Drugs that may decrease bicarbonate (total CO2) levels include methicillin, nitrofurantoin, tetracycline, thiazide diuretics, and triamterene.

  • What is anion gap?
    Anion gap (AG or AGAP) is a value calculated using the results of an electrolyte panel. It is used to help distinguish between anion-gap and non-anion-gap metabolic acidosis. Acidosis refers to an excess of acid in the body; this can disturb many cell functions and should be recognized as quickly as possible, when present. AG is frequently used in the hospital and/or emergency room setting to help diagnose and monitor acutely ill patients.
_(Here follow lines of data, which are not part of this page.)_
//! Opaque identifiers for core entities.
//!
//! Every kind of named entity carries an id allocated by a monotonic
//! counter. Ids are never reused or removed once allocated.

use std::fmt;

use serde::{Deserialize, Serialize};

macro_rules! id_type {
    ($name:ident, $doc:literal) => {
        #[doc = $doc]
        #[derive(Clone, Copy, PartialEq, Eq, Hash, PartialOrd, Ord, Debug, Serialize, Deserialize)]
        pub struct $name(u32);

        impl $name {
            #[inline]
            pub fn from_raw(index: u32) -> Self {
                Self(index)
            }

            #[inline]
            pub fn as_u32(self) -> u32 {
                self.0
            }
        }

        impl fmt::Display for $name {
            fn fmt(&self, f: &mut fmt::Formatter<'_>) -> fmt::Result {
                write!(f, "{}#{}", stringify!($name), self.0)
            }
        }
    };
}

id_type!(TypeId, "Identifies a user-declared algebraic type.");
id_type!(CtorId, "Identifies a constructor of some algebraic type.");
id_type!(FuncId, "Identifies a function (imported or with a body).");
id_type!(ResourceId, "Identifies a resource named in a function signature.");
id_type!(Var, "Identifies a program variable within one function body.");

id_type!(PzdId, "Identifies a bytecode data entry.");
id_type!(PzpId, "Identifies a bytecode procedure.");
id_type!(PzsId, "Identifies a bytecode struct layout.");
id_type!(PziId, "Identifies a bytecode import.");

/// Monotonic id allocator shared by every id kind produced from one counter
/// space. `Core` owns one for source ids; `Pz` owns a separate family of
/// counters for bytecode ids (see `plasma-bytecode::ids`).
#[derive(Debug, Clone, Default, Serialize, Deserialize)]
pub struct IdGen {
    next: u32,
}

impl IdGen {
    pub fn new() -> Self {
        Self::default()
    }

    /// Allocate the next raw index. Callers wrap it in the id newtype they need.
    pub fn next_raw(&mut self) -> u32 {
        let id = self.next;
        self.next += 1;
        id
    }
}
If anion-gap metabolic acidosis is identified, the AG may be used to help monitor the effectiveness of treatment and the underlying condition.

    Specifically, the anion gap evaluates the difference between measured and unmeasured electrical particles (ions or electrolytes) in the fluid portion of the blood. According to the principle of electrical neutrality, the number of positive ions (cations) and negative ions (anions) should be equal. However, not all ions are routinely measured. The calculated AG result represents the unmeasured ions and primarily consists of anions, hence the name “anion gap.” The most commonly used formula is:

    Anion Gap (AG) = Sodium - (Chloride + Bicarbonate [total CO2])

    However, there are other AG formulas, so reference ranges are not interchangeable. Each laboratory formula will have an established normal range that should be referenced.

    The anion gap is non-specific. It is increased when the number of unmeasured anions increases, indicating a state of anion-gap metabolic acidosis, but it does not tell the doctor what is causing the imbalance. The metabolic acidosis must be treated to restore the acid/base balance, but the underlying condition must also be identified and treated. Causes can include uncontrolled diabetes, starvation, kidney damage, and ingestion of potentially toxic substances such as antifreeze, excessive amounts of aspirin, or methanol. A low anion gap can also occur; this is most commonly seen when albumin (an anion as well as a protein) is low, while immunoglobulins (cations as well as proteins) are increased.